Damit sind die ersten Schritte vollbracht und wir sind gespannt, wann sie die weiteren Plätze bzw. im Idealfall weitere natürlich vorkommende Kadaver, von denen einige im Umfeld der Halsgrube vorhanden sind, finden werden.

 

 

Konfrontationen mit den Steinadlern

Vinzenz und Steinadler |© Markus Leitner © Markus Leitner
Vinzenz und der Klausbacher Terzel bei ihrer ersten größeren Konfrontation

Von Tag eins an nach dem Ausflug sorgen mögliche Konfrontationen mit den Steinadlern jedes Jahr für eine gewisse Nervosität beim Projektteam. Schließlich hat das Klausbacher Revierpärchen den jeweiligen Neuankömmlingen immer viele Jahre Lebenserfahrung, Flugpraxis und Revierkenntnis voraus und es besteht die Möglichkeit, dass die jungen und unerfahrenen Bartgeier bei solchen Konfrontationen verletzt werden.
Seit dem Ausflug sind die Steinadler quasi täglich in und um die Halsgrube unterwegs.
Vinzenz hatte schon am 30.06. die erste heftigere Auseinandersetzung mit dem Klausbacher Terzel. Nach dem Zusammentreffen war bei Vinzenz eine Lücke in der rechten Armschwinge zu erkennen. In den darauffolgenden Tagen zeigt e sich, dass diese Lücke mal verschwunden, mal aber auch wieder vorhanden war. Möglicherweise wurde bei dem Kontakt eine Feder verschoben. In jedem Fall beeinträchtigt es aber nicht seine Flugfähigkeit.

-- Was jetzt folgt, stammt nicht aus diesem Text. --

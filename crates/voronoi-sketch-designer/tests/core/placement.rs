use voronoi_sketch_core::{BoundingBox, GeometryError, Point};
use voronoi_sketch_designer::placement::{
    compute_offset, OriginConvention, PlacementOffset, PlacementTarget,
};

#[test]
fn test_offset_lands_svg_origin_on_region_top_left() {
    let region = BoundingBox::new(Point::new(-4.0, 1.0), Point::new(6.0, 8.5));
    let offset = compute_offset(
        &PlacementTarget::Region(region),
        OriginConvention::TopLeftYDown,
        3.0,
    )
    .unwrap();
    assert_eq!(offset, PlacementOffset::new(-4.0, 8.5, 0.0));

    let moved = offset.apply(&Point::new(0.0, 0.0));
    assert_eq!(moved, Point::new(region.min.x, region.max.y));
}

#[test]
fn test_free_placement_ignores_width() {
    let offset =
        compute_offset(&PlacementTarget::Free, OriginConvention::default(), 7.25).unwrap();
    assert_eq!(offset.dx, 0.0);
    assert_eq!(offset.dy, 7.25);
    assert_eq!(offset.dz, 0.0);
}

#[test]
fn test_infinite_min_rejected() {
    let target = PlacementTarget::region(Point::new(f64::NEG_INFINITY, 0.0), Point::new(1.0, 1.0));
    let err = compute_offset(&target, OriginConvention::TopLeftYDown, 1.0).unwrap_err();
    assert!(matches!(err, GeometryError::InvalidBounds { .. }));
}

#[test]
fn test_apply_all() {
    let offset = PlacementOffset::new(1.0, 2.0, 0.0);
    let moved = offset.apply_all(&[Point::new(0.0, 0.0), Point::new(1.0, -1.0)]);
    assert_eq!(moved, vec![Point::new(1.0, 2.0), Point::new(2.0, 1.0)]);
}
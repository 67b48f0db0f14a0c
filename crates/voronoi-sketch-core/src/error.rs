//! Error handling for Voronoi sketch placement
//!
//! Provides error types for each layer of the workspace:
//! - Geometry errors (stitching, sampling, placement)
//! - Message errors (editor palette payloads)
//!
//! All error types use `thiserror` for ergonomic error handling.

use thiserror::Error;

/// Geometry error type
///
/// Represents errors raised while sampling profile curves, stitching
/// fragments into a loop, or computing a placement offset.
#[derive(Error, Debug, Clone, PartialEq)]
pub enum GeometryError {
    /// No fragments were supplied
    #[error("No curve fragments supplied")]
    EmptyInput,

    /// A fragment has fewer than two points
    #[error("Fragment {index} is degenerate: {points} point(s), at least 2 required")]
    DegenerateFragment {
        /// Position of the fragment in the input.
        index: usize,
        /// Number of points the fragment carried.
        points: usize,
    },

    /// Stitching could not connect every fragment
    #[error("Unresolved gap: connected {connected} of {total} fragments")]
    UnresolvedGap {
        /// Fragments chained before the gap, seed included.
        connected: usize,
        /// Total number of fragments in the loop.
        total: usize,
    },

    /// Non-finite coordinates or dimensions
    #[error("Invalid bounds: {reason}")]
    InvalidBounds {
        /// What was not finite.
        reason: String,
    },

    /// Tolerance is negative or not finite
    #[error("Invalid tolerance: {tolerance}")]
    InvalidTolerance {
        /// The rejected tolerance.
        tolerance: f64,
    },

    /// Sampling step is not a positive finite length
    #[error("Invalid sample step: {step}")]
    InvalidSampleStep {
        /// The rejected step.
        step: f64,
    },

    /// Curve cannot be evaluated
    #[error("Invalid curve: {reason}")]
    InvalidCurve {
        /// The reason the curve was rejected.
        reason: String,
    },
}

impl GeometryError {
    /// Build an `InvalidBounds` error from a message
    pub fn invalid_bounds(reason: impl Into<String>) -> Self {
        GeometryError::InvalidBounds {
            reason: reason.into(),
        }
    }
}

/// Message error type
///
/// Represents errors decoding or encoding the JSON messages exchanged
/// with the editor palette.
#[derive(Error, Debug, Clone, PartialEq)]
pub enum MessageError {
    /// Payload is not valid JSON
    #[error("Invalid JSON payload: {reason}")]
    InvalidJson {
        /// The parser's description of the problem.
        reason: String,
    },

    /// Action name is not recognised
    #[error("Unknown palette action: {action}")]
    UnknownAction {
        /// The action that was sent.
        action: String,
    },

    /// Required argument is absent
    #[error("Missing argument '{argument}'")]
    MissingArgument {
        /// The argument name.
        argument: String,
    },

    /// Percent-encoded text could not be decoded
    #[error("Invalid encoding: {reason}")]
    InvalidEncoding {
        /// The reason decoding failed.
        reason: String,
    },

    /// Numeric argument could not be parsed
    #[error("Invalid number for '{argument}': {value}")]
    InvalidNumber {
        /// The argument name.
        argument: String,
        /// The raw value.
        value: String,
    },
}

/// Main error type
///
/// A unified error type that can represent any error from all layers.
/// This is the primary error type used in public APIs.
#[derive(Error, Debug)]
pub enum Error {
    /// Geometry error
    #[error(transparent)]
    Geometry(#[from] GeometryError),

    /// Message error
    #[error(transparent)]
    Message(#[from] MessageError),

    /// Standard I/O error
    #[error("I/O error: {0}")]
    Io(#[from] std::io::Error),

    /// Generic error
    #[error("{0}")]
    Other(String),
}

impl Error {
    /// Create an error from a string message
    pub fn other(msg: impl Into<String>) -> Self {
        Error::Other(msg.into())
    }

    /// Check if this is a geometry error
    pub fn is_geometry_error(&self) -> bool {
        matches!(self, Error::Geometry(_))
    }

    /// Check if this is a message error
    pub fn is_message_error(&self) -> bool {
        matches!(self, Error::Message(_))
    }

    /// Check if this is the soft stitching failure
    pub fn is_unresolved_gap(&self) -> bool {
        matches!(self, Error::Geometry(GeometryError::UnresolvedGap { .. }))
    }
}

/// Result type using Error
pub type Result<T> = std::result::Result<T, Error>;
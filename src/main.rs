use anyhow::{bail, Context};
use std::path::PathBuf;
use tracing::info;
use voronoi_sketch::{
    init_logging, parse_message, parse_profile, Config, PublishSession, SessionAction, BUILD_DATE,
    VERSION,
};

const USAGE: &str = "usage: voronoi-sketch [--config <file>] <profile.json> [publish.json]";

struct Args {
    config: Option<PathBuf>,
    profile: PathBuf,
    publish: Option<PathBuf>,
}

fn parse_args() -> anyhow::Result<Option<Args>> {
    let mut config = None;
    let mut positional = Vec::new();
    let mut args = std::env::args().skip(1);

    while let Some(arg) = args.next() {
        match arg.as_str() {
            "-h" | "--help" => {
                println!("{}", USAGE);
                return Ok(None);
            }
            "-V" | "--version" => {
                println!("voronoi-sketch {} ({})", VERSION, BUILD_DATE);
                return Ok(None);
            }
            "-c" | "--config" => {
                let path = args.next().context("--config needs a file")?;
                config = Some(PathBuf::from(path));
            }
            _ => positional.push(PathBuf::from(arg)),
        }
    }

    let mut positional = positional.into_iter();
    let Some(profile) = positional.next() else {
        bail!(USAGE);
    };
    let publish = positional.next();
    if positional.next().is_some() {
        bail!(USAGE);
    }

    Ok(Some(Args {
        config,
        profile,
        publish,
    }))
}

fn main() -> anyhow::Result<()> {
    let Some(args) = parse_args()? else {
        return Ok(());
    };

    // Initialize logging
    init_logging()?;

    let config = match &args.config {
        Some(path) => Config::load_from_file(path)?,
        None => match Config::default_path() {
            Some(path) => Config::load_or_default(&path)?,
            None => Config::default(),
        },
    };

    let profile_json = std::fs::read_to_string(&args.profile)
        .with_context(|| format!("reading {}", args.profile.display()))?;
    let fragments = parse_profile(&profile_json)?;

    let mut session = PublishSession::new(config);
    session.select_profile_fragments(&fragments)?;
    println!("{}", session.init_payload()?.to_json()?);

    if let Some(path) = &args.publish {
        let payload = std::fs::read_to_string(path)
            .with_context(|| format!("reading {}", path.display()))?;
        let Some(message) = parse_message(&payload)? else {
            info!("{} holds no palette action", path.display());
            return Ok(());
        };

        match session.handle(message)? {
            SessionAction::Publish(plan) => {
                let offset = &plan.offset;
                println!(
                    "{}",
                    serde_json::json!({
                        "sketchName": plan.sketch_name,
                        "constructionPlane": plan.construction_plane.to_string(),
                        "width": plan.artifact.width,
                        "height": plan.artifact.height,
                        "offset": { "dx": offset.dx, "dy": offset.dy, "dz": offset.dz },
                        "transform": plan.transform(),
                    })
                );
            }
            SessionAction::SendInit(payload) => println!("{}", payload.to_json()?),
            SessionAction::Hide => info!("Palette closed"),
        }
    }

    Ok(())
}
//! Palette message definitions.
//!
//! Inbound: `{"action": "started" | "close" | "publish", "arguments": {...}}`.
//! Payloads that are empty, not an object, or lack `action` are not
//! messages at all (the palette also echoes handler return values) and
//! parse to `None`.

use percent_encoding::percent_decode_str;
use serde::{Deserialize, Serialize};
use serde_json::{Map, Value};
use tracing::{debug, trace};
use voronoi_sketch_core::{MessageError, Result};
use voronoi_sketch_designer::ProfilePoint;

/// Message sent by the editor palette
#[derive(Debug, Clone, PartialEq)]
pub enum PaletteMessage {
    /// Palette finished loading and wants the `init` payload
    Started,
    /// Palette asks to be hidden
    Close,
    /// Editor drawing should be added to a sketch
    Publish(PublishArguments),
}

impl PaletteMessage {
    /// Action name as sent on the wire
    pub fn action(&self) -> &'static str {
        match self {
            Self::Started => "started",
            Self::Close => "close",
            Self::Publish(_) => "publish",
        }
    }
}

/// Arguments of a `publish` action
#[derive(Debug, Clone, PartialEq)]
pub struct PublishArguments {
    /// Sketch name typed in the editor, `None` when blank
    pub sketch_name: Option<String>,
    /// Decoded SVG text
    pub svg: String,
    /// Declared drawing width, `None` when absent, blank, or zero
    pub width: Option<f64>,
    /// Declared drawing height, `None` when absent, blank, or zero
    pub height: Option<f64>,
}

/// Parse a raw palette payload.
///
/// # Errors
/// `InvalidJson` for malformed JSON, `UnknownAction` for unrecognised
/// actions, `MissingArgument`/`InvalidEncoding`/`InvalidNumber` for a
/// `publish` with bad arguments.
pub fn parse_message(payload: &str) -> Result<Option<PaletteMessage>> {
    if payload.trim().is_empty() {
        return Ok(None);
    }

    let value: Value = serde_json::from_str(payload).map_err(|e| MessageError::InvalidJson {
        reason: e.to_string(),
    })?;

    let object = match value {
        Value::Object(object) => object,
        _ => {
            trace!("Ignoring non-object palette payload");
            return Ok(None);
        }
    };

    let action = match object.get("action") {
        Some(Value::String(action)) => action.as_str(),
        Some(_) | None => {
            trace!("Ignoring palette payload without action");
            return Ok(None);
        }
    };

    let empty = Map::new();
    let arguments = match object.get("arguments") {
        Some(Value::Object(arguments)) => arguments,
        _ => &empty,
    };

    let message = match action {
        "started" => PaletteMessage::Started,
        "close" => PaletteMessage::Close,
        "publish" => PaletteMessage::Publish(parse_publish(arguments)?),
        other => {
            return Err(MessageError::UnknownAction {
                action: other.to_string(),
            }
            .into())
        }
    };

    debug!("Palette message: {}", message.action());
    Ok(Some(message))
}

fn parse_publish(arguments: &Map<String, Value>) -> Result<PublishArguments> {
    let encoded = match arguments.get("svg") {
        Some(Value::String(svg)) => svg,
        _ => {
            return Err(MessageError::MissingArgument {
                argument: "svg".to_string(),
            }
            .into())
        }
    };

    let svg = percent_decode_str(encoded)
        .decode_utf8()
        .map_err(|e| MessageError::InvalidEncoding {
            reason: e.to_string(),
        })?
        .into_owned();

    let sketch_name = arguments
        .get("sketchName")
        .and_then(Value::as_str)
        .map(str::trim)
        .filter(|name| !name.is_empty())
        .map(str::to_string);

    Ok(PublishArguments {
        sketch_name,
        svg,
        width: dimension(arguments, "width")?,
        height: dimension(arguments, "height")?,
    })
}

// Blank and zero values, numeric or string, mean "not declared" so a zero
// size falls through to the SVG's own size or the configured default.
fn dimension(arguments: &Map<String, Value>, name: &str) -> Result<Option<f64>> {
    let value = match arguments.get(name) {
        None | Some(Value::Null) => return Ok(None),
        Some(Value::Number(n)) => n.as_f64(),
        Some(Value::String(s)) if s.trim().is_empty() => return Ok(None),
        Some(Value::String(s)) => s.trim().parse::<f64>().ok(),
        Some(_) => None,
    };

    match value {
        Some(v) if v.is_finite() => Ok(Some(v).filter(|v| *v != 0.0)),
        _ => Err(MessageError::InvalidNumber {
            argument: name.to_string(),
            value: arguments
                .get(name)
                .map(Value::to_string)
                .unwrap_or_default(),
        }
        .into()),
    }
}

/// Payload of the host's `init` message
#[derive(Debug, Clone, PartialEq, Serialize, Deserialize)]
#[serde(rename_all = "camelCase")]
pub struct InitPayload {
    pub sketch_name: String,
    /// Unit symbol, `in` or `cm`
    pub units: String,
    #[serde(default, skip_serializing_if = "Option::is_none")]
    pub width: Option<f64>,
    #[serde(default, skip_serializing_if = "Option::is_none")]
    pub height: Option<f64>,
    /// Stitched profile paths, sent as a JSON array of point arrays
    #[serde(default, skip_serializing_if = "Option::is_none")]
    pub profile: Option<Vec<Vec<ProfilePoint>>>,
}

impl InitPayload {
    pub fn new(sketch_name: impl Into<String>, units: impl Into<String>) -> Self {
        Self {
            sketch_name: sketch_name.into(),
            units: units.into(),
            width: None,
            height: None,
            profile: None,
        }
    }

    pub fn with_size(mut self, width: f64, height: f64) -> Self {
        self.width = Some(width);
        self.height = Some(height);
        self
    }

    pub fn with_profile(mut self, paths: Vec<Vec<ProfilePoint>>) -> Self {
        self.profile = Some(paths);
        self
    }

    /// Serialize for `sendInfoToHTML("init", ...)`
    pub fn to_json(&self) -> Result<String> {
        serde_json::to_string(self).map_err(|e| {
            MessageError::InvalidJson {
                reason: e.to_string(),
            }
            .into()
        })
    }
}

Wir hoffen natürlich, dass sich das ganze so gut entwickelt, wie bei den anderen Jungvögeln. Wir dürfen an der Stelle noch einmal an die resolute Sisi erinnern, die den Steinadlern recht deutlich klargemacht hatte, wer nun in der Halsgrube das Sagen hat

Konflikte im Luftraum

Konflikte im Luftraum |© Markus Leitner © Markus Leitner
Während das Steinadlerpärchen auf Vinzenz losging, mischte auch noch ein Turmfalke mit, die am Knittelhorn heimisch sind. Da wird auch keine Rücksicht auf den enormen Größenunterschied genommen.